The S&P 500 slid 0.2% and the Nasdaq Composite was down by 0.5%. The Dow Jones Industrial Average pulled back 42 points, or 0.2%.
Shares of Facebook and Amazon dropped 0.8% and 1.2%, respectively. Alphabet shares dipped 0.9% and Apple traded 1.4% lower. Stocks benefiting from the economy reopen rose broadly, however. United Airlines, Delta and American were all up more than 1%. Carnival Corp and Norwegian Cruise Line rose 2.5% and 2.2%, respectively. Nordstrom shares advanced more than 7%.
The S&P 500 entered Friday’s session just 0.6% below its intraday record high. The broader market index has also traded above its record closing high several times this week before falling short of the milestone.
“With the S&P 500 failing to puncture its February 2020 highs despite a few attempts this week, many observers believe it’s a clear sign of exhaustion,” Frank Cappelleri, executive director at Instinet, said in a note. Cappelleri noted three Demark indicators — measures used by technicians to gauge market momentum — have seen sell signals pop up over the past 10 days.
“While these don’t always pinpoint a top and/or precede a huge drawdown, over the last three years, the S&P 500 eventually has pulled back to where these signals first hit every time,” Cappelleri said.
This week’s back-and-forth action came as investors rotated between the major tech stocks — Facebook, Amazon, Apple, Alphabet, Netflix and Microsoft — and shares of companies that would benefit from the economy reopening.
If the S&P 500 breaks out for a fresh record, it would be the index’s fastest recovery from a 30% drop in its history, according to data compiled by Ned Davis Research.
Retail sales data mixed, stimulus talks in focus
Traders also pored over over mixed economic data and looked to Washington for clues on further coronavirus stimulus.
Retail sales for July rose 1.2%, the Commerce Department said.

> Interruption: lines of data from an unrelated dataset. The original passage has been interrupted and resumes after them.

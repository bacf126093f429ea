//! Error types for rate limiting.

use crate::storage::StorageError;

/// Errors that can occur during rate limiting.
///
/// An exhausted quota is not an error: it is reported as a [`crate::RateLimitDecision`]
/// with `allowed` set to false.
#[derive(Debug, thiserror::Error)]
pub enum RateLimitError {
    /// The counter store could not increment or expire the client's counter.
    ///
    /// Callers decide whether to admit or reject the request; the limiter never guesses.
    #[error("Rate limit store unavailable: {0}")]
    StoreUnavailable(#[from] StorageError),
}
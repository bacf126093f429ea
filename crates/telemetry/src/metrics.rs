//! Metrics initialization and recording helpers

mod names;
mod recorder;

pub use names::*;
pub use recorder::Recorder;

use anyhow::Context;
use config::{OtlpExporterConfig, OtlpProtocol, TelemetryConfig};
use opentelemetry::{KeyValue, metrics::Meter};
use opentelemetry_otlp::{MetricExporter, WithExportConfig};
use opentelemetry_sdk::{
    Resource,
    metrics::{PeriodicReader, SdkMeterProvider},
};

const METER_NAME: &str = "gatekeeper";

/// Get the global meter for recording metrics
pub fn meter() -> Meter {
    opentelemetry::global::meter(METER_NAME)
}

/// Builds and installs the exporting meter provider. Returns `None` when no exporter is
/// enabled, leaving the global no-op provider in place.
pub(crate) fn init_metrics(config: &TelemetryConfig) -> anyhow::Result<Option<SdkMeterProvider>> {
    let Some(exporter_config) = config.metrics_otlp_config() else {
        log::debug!("No metrics exporter enabled, metrics will not be exported");
        return Ok(None);
    };

    let reader = PeriodicReader::builder(exporter(exporter_config)?)
        .with_interval(exporter_config.export_interval)
        .build();

    let provider = SdkMeterProvider::builder()
        .with_resource(resource(config))
        .with_reader(reader)
        .build();

    opentelemetry::global::set_meter_provider(provider.clone());

    log::info!(
        "Exporting metrics for service '{}' to {} via {:?}",
        config.service_name().unwrap_or(METER_NAME),
        exporter_config.endpoint(),
        exporter_config.protocol
    );

    Ok(Some(provider))
}

fn resource(config: &TelemetryConfig) -> Resource {
    let attributes = config
        .resource_attributes()
        .iter()
        .map(|(key, value)| KeyValue::new(key.clone(), value.clone()));

    Resource::builder()
        .with_service_name(config.service_name().unwrap_or(METER_NAME).to_string())
        .with_attributes(attributes)
        .build()
}

fn exporter(config: &OtlpExporterConfig) -> anyhow::Result<MetricExporter> {
    let endpoint = config.endpoint().into_owned();

    match config.protocol {
        OtlpProtocol::Grpc => MetricExporter::builder()
            .with_tonic()
            .with_endpoint(endpoint)
            .with_timeout(config.timeout)
            .build()
            .context("Failed to create gRPC OTLP metric exporter"),
        OtlpProtocol::Http => MetricExporter::builder()
            .with_http()
            .with_endpoint(endpoint)
            .with_timeout(config.timeout)
            .build()
            .context("Failed to create HTTP OTLP metric exporter"),
    }
}
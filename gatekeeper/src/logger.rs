use std::fmt::Write;

use jiff::{Zoned, tz::TimeZone};
use log::{Level, Record};
use logforth::{
    append::Stdout,
    layout::{JsonLayout, Layout},
};

use crate::args::{Args, LogStyle};

/// `<UTC timestamp> <LEVEL>  <target>: <message>`, with the level optionally colored.
#[derive(Debug, Clone, Default)]
struct TextLayout {
    no_color: bool,
}

impl TextLayout {
    fn no_color(mut self) -> Self {
        self.no_color = true;
        self
    }

    fn level(&self, level: Level) -> String {
        if self.no_color {
            return format!("{level:>5}");
        }

        let color = match level {
            Level::Error => 31,
            Level::Warn => 33,
            Level::Info => 32,
            Level::Debug => 34,
            Level::Trace => 35,
        };

        format!("\x1b[{color}m{level:>5}\x1b[0m")
    }
}

impl Layout for TextLayout {
    fn format(
        &self,
        record: &Record<'_>,
        _diagnostics: &[Box<dyn logforth::diagnostic::Diagnostic>],
    ) -> anyhow::Result<Vec<u8>> {
        let mut output = String::new();
        let now = Zoned::now().with_time_zone(TimeZone::UTC);

        write!(output, "{} ", now.strftime("%Y-%m-%dT%H:%M:%S%.6fZ"))?;
        write!(output, "{}  ", self.level(record.level()))?;
        write!(output, "{}: {}", record.target(), record.args())?;

        Ok(output.into_bytes())
    }
}

pub(super) fn init(args: &Args) {
    logforth::builder()
        .dispatch(|d| {
            let d = d.filter(args.log_level.env_filter());

            match args.log_style {
                LogStyle::Color => d.append(Stdout::default().with_layout(TextLayout::default())),
                LogStyle::Text => d.append(Stdout::default().with_layout(TextLayout::default().no_color())),
                LogStyle::Json => d.append(Stdout::default().with_layout(JsonLayout::default())),
            }
        })
        .apply();
}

That’s below a Dow Jones estimate of 2.3%. Excluding autos, however, retail sales rose 1.9% to top a forecast of 1.2%.
In Washington, lawmakers seem unable to move forward with a coronavirus stimulus bill.
House Speaker Nancy Pelosi, D-Calif., has said she will not restart talks with Republicans on the matter until they increase their aid offer by $1 trillion. White House economic advisor Larry Kudlow also told CNBC’s “Squawk on the Street” that the administration and Democrats were at a “stalemate.”
“Given the current fiscal stalemate, it is extremely unlikely that consumers receive any additional fiscal support in August. Needless to say, the outlook for September is highly dependent on fiscal policy,” said Aneta Markowska, chief economist at Jefferies, in a note.